A topic which we have discussed previously on this blog is the myofascial continuum between the Latissimus Dorsi on one side, and the contralateral Gluteus Maximus on the other.  The anatomical existence of said sling was demonstrated by the author Vleeming.  Further, the most impressive continuance was found to be present specifically between the L4 and S2 segments.  In a previous post “Discussing the use of the latissimus gluteus myofascial sling during the bench press” we spoke to the importance of engaging this sling during performance of the bench press in order to create a stable base from which to push.  This allowed the lifter to both improve the output of force on the bar, as well as protect the spine in a neutral position (CLICK HERE FOR THIS POST).

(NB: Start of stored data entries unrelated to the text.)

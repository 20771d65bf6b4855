use crate::adapters::{Authorizer, CommitState, CommitStatusNotification, ScmAdapter};
use crate::error::{Error, Result};
use crate::events::{append_status_event, EventKind};
use crate::graph::{definition_hash, BuildGraph, JobGraph};
use crate::ids::*;
use crate::parser::ConfigParser;
use crate::store::{BuildSearch, JobDependencyRow, Page, Store, Tx, TxScope};
use crate::types::*;
use crate::workqueue::{HandlerError, WorkHandler, WorkItem, WorkQueue};
use async_trait::async_trait;
use serde::{Deserialize, Serialize};
use std::collections::HashMap;
use std::sync::Arc;

/// Work-item type for downstream commit-status notifications.
pub const COMMIT_STATUS_WORK_TYPE: &str = "notify-commit-status";

/// Configs above this size are stored as `invalid` and never queued.
pub const DEFAULT_MAX_CONFIG_LEN: usize = 256 * 1024;

/// How many queued jobs one dispatch pass inspects.
const DISPATCH_SCAN_LIMIT: usize = 100;

/// Queue & dispatch: turns validated commits into persisted build graphs,
/// hands ready jobs to polling runners, applies fingerprint elision, and
/// drives the status state machine with its event emissions and parent
/// roll-ups.
pub struct QueueService {
    store: Arc<dyn Store>,
    parser: Arc<dyn ConfigParser>,
    work_queue: Arc<WorkQueue>,
    authorizer: Arc<dyn Authorizer>,
}
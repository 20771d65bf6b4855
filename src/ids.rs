use crate::error::{Error, Result};
use base64::engine::general_purpose::STANDARD as BASE64;
use base64::Engine as _;
use chrono::{DateTime, SubsecRound, Utc};
use serde::{Deserialize, Serialize};
use std::fmt;
use uuid::Uuid;

/// UTC now, rounded to microseconds — the precision every timestamp is
/// stored with, so round-trips through the store compare equal.
pub fn now() -> DateTime<Utc> {
    Utc::now().round_subsecs(6)
}

// ─── Typed resource ids ───────────────────────────────────────

macro_rules! define_id {
    ($(#[$doc:meta])* $name:ident, $kind:literal) => {
        $(#[$doc])*
        #[derive(
            Clone, Copy, Debug, PartialEq, Eq, Hash, PartialOrd, Ord, Serialize, Deserialize,
        )]
        #[serde(transparent)]
        pub struct $name(pub Uuid);

        impl $name {
            pub const KIND: &'static str = $kind;

            /// Mint a fresh id. UUIDv7, so ids sort in creation order.
            pub fn new() -> Self {
                Self(Uuid::now_v7())
            }

            pub fn nil() -> Self {
                Self(Uuid::nil())
            }

            pub fn is_nil(&self) -> bool {
                self.0.is_nil()
            }

            /// Parse the `kind:uuid` wire form, rejecting a wrong kind.
            pub fn parse(s: &str) -> Result<Self> {
                let (kind, rest) = s
                    .split_once(':')
                    .ok_or_else(|| Error::InvalidArgument(format!("malformed id: {s:?}")))?;
                if kind != $kind {
                    return Err(Error::InvalidArgument(format!(
                        "expected {} id, got {s:?}",
                        $kind
                    )));
                }
                let uuid = Uuid::parse_str(rest)
                    .map_err(|e| Error::InvalidArgument(format!("malformed id {s:?}: {e}")))?;
                Ok(Self(uuid))
            }
        }

        impl Default for $name {
            fn default() -> Self {
                Self::nil()
            }
        }

        impl fmt::Display for $name {
            fn fmt(&self, f: &mut fmt::Formatter<'_>) -> fmt::Result {
                write!(f, "{}:{}", $kind, self.0)
            }
        }
    };
}

define_id!(BuildId, "build");
define_id!(JobId, "job");
define_id!(StepId, "step");
define_id!(ArtifactId, "artifact");
define_id!(CommitId, "commit");
define_id!(RepoId, "repo");
define_id!(LegalEntityId, "legal-entity");
define_id!(RunnerId, "runner");
define_id!(GroupId, "group");
define_id!(GrantId, "grant");
define_id!(IdentityId, "identity");
define_id!(SecretId, "secret");
define_id!(
    /// Opaque handle into the log byte store. The engine never reads log
    /// bytes; it only threads the descriptor through.
    LogDescriptorId,
    "log-descriptor"
);
define_id!(WorkItemId, "work-item");
define_id!(WorkItemStateId, "work-item-state");

macro_rules! fmt_delegate {
    () => {
        fn fmt(&self, f: &mut fmt::Formatter<'_>) -> fmt::Result {
            f.write_str(&self.0)
        }
    };
}

// ─── Names & labels ───────────────────────────────────────────

pub const MAX_NAME_LEN: usize = 100;

fn name_char_ok(c: char) -> bool {
    c.is_ascii_alphanumeric() || c == '_' || c == '-'
}

/// Name of a user-visible resource. Matches `^[A-Za-z0-9_-]{1,100}$`.
#[derive(Clone, Debug, PartialEq, Eq, Hash, PartialOrd, Ord, Serialize, Deserialize)]
#[serde(transparent)]
pub struct ResourceName(String);

impl ResourceName {
    pub fn new(s: impl Into<String>) -> Result<Self> {
        let s = s.into();
        if s.is_empty() || s.len() > MAX_NAME_LEN {
            return Err(Error::validation(format!(
                "resource name must be 1-{MAX_NAME_LEN} characters, got {:?}",
                s
            )));
        }
        if !s.chars().all(name_char_ok) {
            return Err(Error::validation(format!(
                "resource name may only contain letters, digits, '_' and '-': {s:?}"
            )));
        }
        Ok(Self(s))
    }

    /// Coerce an arbitrary string into a valid resource name: lowercase,
    /// invalid characters replaced with '-', truncated to the length cap.
    /// Idempotent: normalizing a normalized name is a no-op.
    pub fn normalize(s: &str) -> Self {
        let mut out: String = s
            .to_lowercase()
            .chars()
            .map(|c| if name_char_ok(c) { c } else { '-' })
            .collect();
        out.truncate(MAX_NAME_LEN);
        if out.is_empty() {
            out.push('-');
        }
        Self(out)
    }

    pub fn as_str(&self) -> &str {
        &self.0
    }
}

impl fmt::Display for ResourceName {
    fmt_delegate!();
}

/// Name of a secret. Matches `^[A-Za-z0-9_]{1,100}$` (no dashes).
#[derive(Clone, Debug, PartialEq, Eq, Hash, Serialize, Deserialize)]
#[serde(transparent)]
pub struct SecretName(String);

impl SecretName {
    pub fn new(s: impl Into<String>) -> Result<Self> {
        let s = s.into();
        if s.is_empty() || s.len() > MAX_NAME_LEN {
            return Err(Error::validation(format!(
                "secret name must be 1-{MAX_NAME_LEN} characters, got {s:?}"
            )));
        }
        if !s.chars().all(|c| c.is_ascii_alphanumeric() || c == '_') {
            return Err(Error::validation(format!(
                "secret name may only contain letters, digits and '_': {s:?}"
            )));
        }
        Ok(Self(s))
    }

    pub fn as_str(&self) -> &str {
        &self.0
    }
}

impl fmt::Display for SecretName {
    fmt_delegate!();
}

/// Runner-selection label: lowercase letters, digits, '_' and '-'.
#[derive(Clone, Debug, PartialEq, Eq, Hash, PartialOrd, Ord, Serialize, Deserialize)]
#[serde(transparent)]
pub struct Label(String);

impl Label {
    pub fn new(s: impl Into<String>) -> Result<Self> {
        let s = s.into();
        if s.is_empty() || s.len() > MAX_NAME_LEN {
            return Err(Error::validation(format!(
                "label must be 1-{MAX_NAME_LEN} characters, got {s:?}"
            )));
        }
        let ok = s
            .chars()
            .all(|c| c.is_ascii_lowercase() || c.is_ascii_digit() || c == '_' || c == '-');
        if !ok {
            return Err(Error::validation(format!(
                "label may only contain lowercase letters, digits, '_' and '-': {s:?}"
            )));
        }
        Ok(Self(s))
    }

    pub fn as_str(&self) -> &str {
        &self.0
    }
}

impl fmt::Display for Label {
    fmt_delegate!();
}

// ─── Fully-qualified node names ───────────────────────────────

/// Fully-qualified name of a node in a build graph:
/// `workflow[.job[.step]]`. The empty workflow is the default workflow;
/// an empty step names the job itself. Dots are forbidden inside parts.
#[derive(Clone, Debug, Default, PartialEq, Eq, Hash, PartialOrd, Ord, Serialize, Deserialize)]
pub struct NodeFqn {
    pub workflow: String,
    pub job: String,
    pub step: String,
}

impl NodeFqn {
    pub fn job(workflow: impl Into<String>, job: impl Into<String>) -> Self {
        Self {
            workflow: workflow.into(),
            job: job.into(),
            step: String::new(),
        }
    }

    pub fn step(
        workflow: impl Into<String>,
        job: impl Into<String>,
        step: impl Into<String>,
    ) -> Self {
        Self {
            workflow: workflow.into(),
            job: job.into(),
            step: step.into(),
        }
    }

    /// The job-level prefix of this name (step stripped).
    pub fn job_fqn(&self) -> NodeFqn {
        NodeFqn::job(self.workflow.clone(), self.job.clone())
    }

    pub fn is_job_level(&self) -> bool {
        self.step.is_empty()
    }

    pub fn parse(s: &str) -> Result<Self> {
        let mut parts = s.splitn(3, '.');
        let workflow = parts.next().unwrap_or("").to_string();
        let job = parts.next().unwrap_or("").to_string();
        let step = parts.next().unwrap_or("").to_string();
        if !step.is_empty() && job.is_empty() {
            return Err(Error::InvalidArgument(format!(
                "node name has a step but no job: {s:?}"
            )));
        }
        Ok(Self {
            workflow,
            job,
            step,
        })
    }
}

impl fmt::Display for NodeFqn {
    fn fmt(&self, f: &mut fmt::Formatter<'_>) -> fmt::Result {
        f.write_str(&self.workflow)?;
        if !self.job.is_empty() || !self.step.is_empty() {
            write!(f, ".{}", self.job)?;
        }
        if !self.step.is_empty() {
            write!(f, ".{}", self.step)?;
        }
        Ok(())
    }
}

// ─── Etags ────────────────────────────────────────────────────

/// Opaque optimistic-concurrency token. Writers must present the current
/// etag; every successful write mints a new one.
#[derive(Clone, Debug, PartialEq, Eq, Serialize, Deserialize)]
#[serde(transparent)]
pub struct Etag(String);

impl Etag {
    pub fn mint() -> Self {
        Self(Uuid::now_v7().simple().to_string())
    }

    pub fn from_str_unchecked(s: impl Into<String>) -> Self {
        Self(s.into())
    }

    pub fn as_str(&self) -> &str {
        &self.0
    }
}

impl Default for Etag {
    fn default() -> Self {
        Self::mint()
    }
}

impl fmt::Display for Etag {
    fmt_delegate!();
}

// ─── External resource ids ────────────────────────────────────

/// Identity of a resource inside an external system (e.g. an SCM host).
#[derive(Clone, Debug, PartialEq, Eq, Hash, Serialize, Deserialize)]
pub struct ExternalResourceId {
    pub system: String,
    pub id: String,
}

impl ExternalResourceId {
    pub fn new(system: impl Into<String>, id: impl Into<String>) -> Self {
        Self {
            system: system.into(),
            id: id.into(),
        }
    }
}

impl fmt::Display for ExternalResourceId {
    fn fmt(&self, f: &mut fmt::Formatter<'_>) -> fmt::Result {
        write!(f, "{}:{}", self.system, self.id)
    }
}

// ─── Pagination cursors ───────────────────────────────────────

#[derive(Clone, Copy, Debug, PartialEq, Eq, Serialize, Deserialize)]
#[serde(rename_all = "lowercase")]
pub enum CursorDirection {
    Next,
    Prev,
}

/// Opaque bidirectional pagination cursor: base64 of
/// `{"direction":…,"marker":…}`. Callers must treat the token as opaque.
#[derive(Clone, Debug, PartialEq, Eq, Serialize, Deserialize)]
pub struct Cursor {
    pub direction: CursorDirection,
    pub marker: String,
}

impl Cursor {
    pub fn next(marker: impl Into<String>) -> Self {
        Self {
            direction: CursorDirection::Next,
            marker: marker.into(),
        }
    }

    pub fn prev(marker: impl Into<String>) -> Self {
        Self {
            direction: CursorDirection::Prev,
            marker: marker.into(),
        }
    }

    pub fn encode(&self) -> String {
        // Serializing a two-field struct cannot fail.
        let json = serde_json::to_vec(self).expect("cursor serialization");
        BASE64.encode(json)
    }

    pub fn decode(token: &str) -> Result<Self> {
        let bytes = BASE64
            .decode(token)
            .map_err(|e| Error::InvalidArgument(format!("malformed cursor: {e}")))?;
        serde_json::from_slice(&bytes)
            .map_err(|e| Error::InvalidArgument(format!("malformed cursor: {e}")))
    }
}
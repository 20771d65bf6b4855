use crate::error::Result;
use crate::ids::*;
use crate::store::{Store, Tx};
use crate::types::WorkflowStatus;
use chrono::{DateTime, Utc};
use serde::{Deserialize, Serialize};

#[derive(Clone, Copy, Debug, PartialEq, Eq, Serialize, Deserialize)]
pub enum EventKind {
    BuildStatusChanged,
    JobStatusChanged,
    StepStatusChanged,
}

/// Per-kind payload data. One encoder/decoder per kind; the shared base
/// lives on [`Event`] itself.
#[derive(Clone, Debug, PartialEq, Serialize, Deserialize)]
#[serde(tag = "kind", rename_all = "snake_case")]
pub enum EventPayload {
    StatusChanged {
        status: WorkflowStatus,
        #[serde(default)]
        error: Option<String>,
    },
}

/// One entry in a build's append-only event log. Sequence numbers are
/// allocated from an atomically incremented per-build counter, so they
/// are gap-free and strictly increasing.
#[derive(Clone, Debug, PartialEq, Serialize, Deserialize)]
pub struct Event {
    pub build_id: BuildId,
    pub seq: u64,
    pub kind: EventKind,
    /// Rendered id of the resource the event concerns.
    pub resource_id: String,
    pub workflow: String,
    pub job_name: String,
    pub resource_name: String,
    pub payload: EventPayload,
    pub created_at: DateTime<Utc>,
}

/// Append a status-changed event inside the caller's transaction:
/// increment the build's event counter, then create the event at the
/// returned sequence number. Returns the sequence number.
pub async fn append_status_event(
    store: &dyn Store,
    tx: &mut Tx,
    build_id: BuildId,
    kind: EventKind,
    resource_id: String,
    workflow: &str,
    job_name: &str,
    resource_name: &str,
    status: WorkflowStatus,
    error: Option<String>,
) -> Result<u64> {
    let seq = store.increment_event_counter(tx, build_id).await?;
    let event = Event {
        build_id,
        seq,
        kind,
        resource_id,
        workflow: workflow.to_string(),
        job_name: job_name.to_string(),
        resource_name: resource_name.to_string(),
        payload: EventPayload::StatusChanged { status, error },
        created_at: now(),
    };
    store.create_event(tx, &event).await?;
    Ok(seq)
}
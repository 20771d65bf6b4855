use crate::adapters::{CommitMeta, ScmAdapter};
use crate::error::{Error, Result};
use crate::graph::BuildGraph;
use crate::ids::*;
use crate::queue::{QueueService, DEFAULT_MAX_CONFIG_LEN};
use crate::store::{Store, TxScope};
use crate::types::*;
use std::sync::Arc;

/// Commit→build intake: the critical section that guarantees exactly one
/// build per commit-on-ref no matter how many webhook deliveries or
/// reconciler passes race each other.
pub struct IntakeService {
    store: Arc<dyn Store>,
    queue: Arc<QueueService>,
    scm: Arc<dyn ScmAdapter>,
    max_config_len: usize,
}

impl IntakeService {
    pub fn new(store: Arc<dyn Store>, queue: Arc<QueueService>, scm: Arc<dyn ScmAdapter>) -> Self {
        Self {
            store,
            queue,
            scm,
            max_config_len: DEFAULT_MAX_CONFIG_LEN,
        }
    }

    pub fn with_max_config_len(mut self, max: usize) -> Self {
        self.max_config_len = max;
        self
    }

    /// Handle a ref-update notification: resolve the head commit, decide
    /// whether a build is needed, and enqueue at most one.
    ///
    /// The fast path reads outside any transaction so racing deliveries
    /// for already-built commits never contend on locks. The slow path
    /// re-runs the build search under a commit-row lock, which serializes
    /// the enqueue decision.
    pub async fn handle_ref_update(
        &self,
        repo_id: RepoId,
        git_ref: &str,
        opts: BuildOptions,
    ) -> Result<Option<BuildGraph>> {
        let store = self.store.as_ref();
        let repo = store.repo(None, repo_id).await?;
        if !repo.enabled {
            tracing::debug!(repo_id = %repo_id, "intake skipped: repo disabled");
            return Ok(None);
        }

        // 1. Head commit, upserted without config.
        let meta = self
            .scm
            .head_commit(&repo, git_ref)
            .await
            .map_err(|e| e.wrap("read head commit"))?;
        let (commit, _, _) = store
            .upsert_commit(None, &commit_row(&repo, &meta, None, ConfigType::Unknown))
            .await?;

        // 2. Fast path: any existing non-canceled build (including
        //    successful completions) means there is nothing to do.
        let existing = store
            .builds_for_commit(
                None,
                commit.id,
                git_ref,
                &[WorkflowStatus::Canceled, WorkflowStatus::Unknown],
            )
            .await?;
        if !existing.is_empty() {
            tracing::debug!(
                commit = %commit.sha,
                git_ref,
                builds = existing.len(),
                "intake skipped: build already exists"
            );
            return Ok(None);
        }

        // 3. Read the config and fill the commit forward.
        let commit = match self.scm.config_file(&repo, &meta.sha).await {
            Ok((bytes, config_type)) => {
                if bytes.len() > self.max_config_len {
                    let message = format!(
                        "pipeline config is {} bytes, exceeding the {} byte limit",
                        bytes.len(),
                        self.max_config_len
                    );
                    let (commit, _, _) = store
                        .upsert_commit(
                            None,
                            &commit_row(&repo, &meta, Some(message), ConfigType::Invalid),
                        )
                        .await?;
                    tracing::warn!(commit = %commit.sha, "pipeline config over length limit");
                    return Ok(None);
                }
                let body = String::from_utf8(bytes).map_err(|_| {
                    Error::validation(format!("commit {}: config is not utf-8", meta.sha))
                })?;
                let (commit, _, _) = store
                    .upsert_commit(None, &commit_row(&repo, &meta, Some(body), config_type))
                    .await?;
                commit
            }
            Err(e) if e.is_not_found() => {
                // No pipeline config at this commit: record that and stop.
                let (commit, _, _) = store
                    .upsert_commit(None, &commit_row(&repo, &meta, None, ConfigType::Absent))
                    .await?;
                tracing::debug!(commit = %commit.sha, "intake skipped: no pipeline config");
                return Ok(None);
            }
            Err(e) => return Err(e.wrap("read pipeline config")),
        };

        if commit.config.is_none() || commit.config_type == ConfigType::Invalid {
            return Ok(None);
        }

        // 4.–5. The critical section: lock the commit row, re-check, enqueue.
        let mut scope = TxScope::enter(store, None).await?;
        store
            .lock_row_for_update(scope.tx(), &commit.id.to_string())
            .await?;
        let existing = store
            .builds_for_commit(
                Some(scope.tx()),
                commit.id,
                git_ref,
                &[WorkflowStatus::Canceled, WorkflowStatus::Unknown],
            )
            .await?;
        if !existing.is_empty() {
            scope.commit(store).await?;
            return Ok(None);
        }
        let graph = self
            .queue
            .enqueue_build_for_commit(Some(scope.tx()), &commit, git_ref, opts)
            .await?;
        scope.commit(store).await?;
        tracing::info!(
            commit = %commit.sha,
            git_ref,
            build_id = %graph.build.id,
            "build enqueued for ref update"
        );
        Ok(Some(graph))
    }
}

/// Commit row for an upsert. Fill-forward semantics live in the store:
/// author/committer identities and an existing config are never
/// overwritten by later upserts.
fn commit_row(
    repo: &Repo,
    meta: &CommitMeta,
    config: Option<String>,
    config_type: ConfigType,
) -> Commit {
    let at = now();
    Commit {
        id: CommitId::nil(),
        repo_id: repo.id,
        sha: meta.sha.clone(),
        message: meta.message.clone(),
        author_id: None,
        author_name: meta.author_name.clone(),
        author_email: meta.author_email.clone(),
        committer_id: None,
        committer_name: meta.committer_name.clone(),
        committer_email: meta.committer_email.clone(),
        config,
        config_type,
        link: meta.link.clone(),
        created_at: at,
        updated_at: at,
        etag: Etag::mint(),
    }
}
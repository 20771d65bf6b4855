use rand::Rng;
use serde::{Deserialize, Serialize};
use std::time::Duration;

/// Exponential back-off policy for a work-item type: delay doubles each
/// attempt from `initial_delay` up to `max_delay`, with a jitter factor
/// to spread out synchronized retries.
#[derive(Clone, Copy, Debug, Serialize, Deserialize)]
pub struct BackoffPolicy {
    pub max_attempts: u32,
    pub initial_delay: Duration,
    pub max_delay: Duration,
    /// 0.0 = deterministic, 1.0 = full jitter. The delay is scaled by a
    /// random factor in `[1 - jitter/2, 1 + jitter/2]`.
    pub jitter: f64,
}

impl Default for BackoffPolicy {
    fn default() -> Self {
        Self {
            max_attempts: 6,
            initial_delay: Duration::from_secs(2),
            max_delay: Duration::from_secs(120),
            jitter: 0.5,
        }
    }
}

impl BackoffPolicy {
    pub fn new(max_attempts: u32, initial_delay: Duration, max_delay: Duration) -> Self {
        Self {
            max_attempts,
            initial_delay,
            max_delay,
            ..Self::default()
        }
    }

    pub fn with_jitter(mut self, jitter: f64) -> Self {
        self.jitter = jitter.clamp(0.0, 1.0);
        self
    }

    /// Delay before the next attempt, given the number of attempts made
    /// so far (>= 1 after the first failure).
    pub fn delay_for(&self, attempts_so_far: u32) -> Duration {
        let exponent = attempts_so_far.saturating_sub(1).min(32);
        let base = self
            .initial_delay
            .saturating_mul(2u32.saturating_pow(exponent))
            .min(self.max_delay);
        if self.jitter <= 0.0 {
            return base;
        }
        let factor = 1.0 - self.jitter / 2.0 + rand::thread_rng().gen_range(0.0..self.jitter);
        base.mul_f64(factor).min(self.max_delay)
    }
}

In this short clip, Dr. Spina discusses the contribution of this sling to a proper golf swing via its ability to either allow proper internal rotation of the hips, or restrict it.  If internal hip rotation is hindered during the swing, either by fibrosis of this sling or by capsular restriction, the body will automatically hyperextend at the lumbosacral junction in order to complete the swing…this will lead to abnormal facet impaction and eventual low back pain.


1.  ALWAYS, ALWAYS evaluate internal rotation of BOTH hips in your golfers…..whether they are injured or not!!  If I could only give one piece of advice to a golfer in terms of injury prevention it would be to improve hip mobility…especially in internal rotation.  Provide them with stretches targeting the structures that may block this motion.  For F.R. certified practitioners, go a step further and assign P.A.I.L’s strategies to not only improve the passive ROM, but also to improve their mobility.

2.  Remember this rule of thumb – IF YOUR PATIENT HAS BACK PAIN, CHECK THE HIPS…IF THEY HAVE HIP PAIN, CHECK THE BACK – lack of mobility in one is sure to lead to injury in the other down the line.

3.  In addition to palpating for fascial restriction in this sling, also assess other factors/structures that can hinder hip rotation – ex.  Capsular fibrosis, gluteus minims fibrosis.

4.  Existence of this sling allows the body to connect the arms (lat insertion onto the humerus), to the pelvis – this therefore affords the opportunity to brace the entire  spine, the shoulders, and pelvis simultaneously.  Keep this in mind when you are training clients in terms of injury prevention.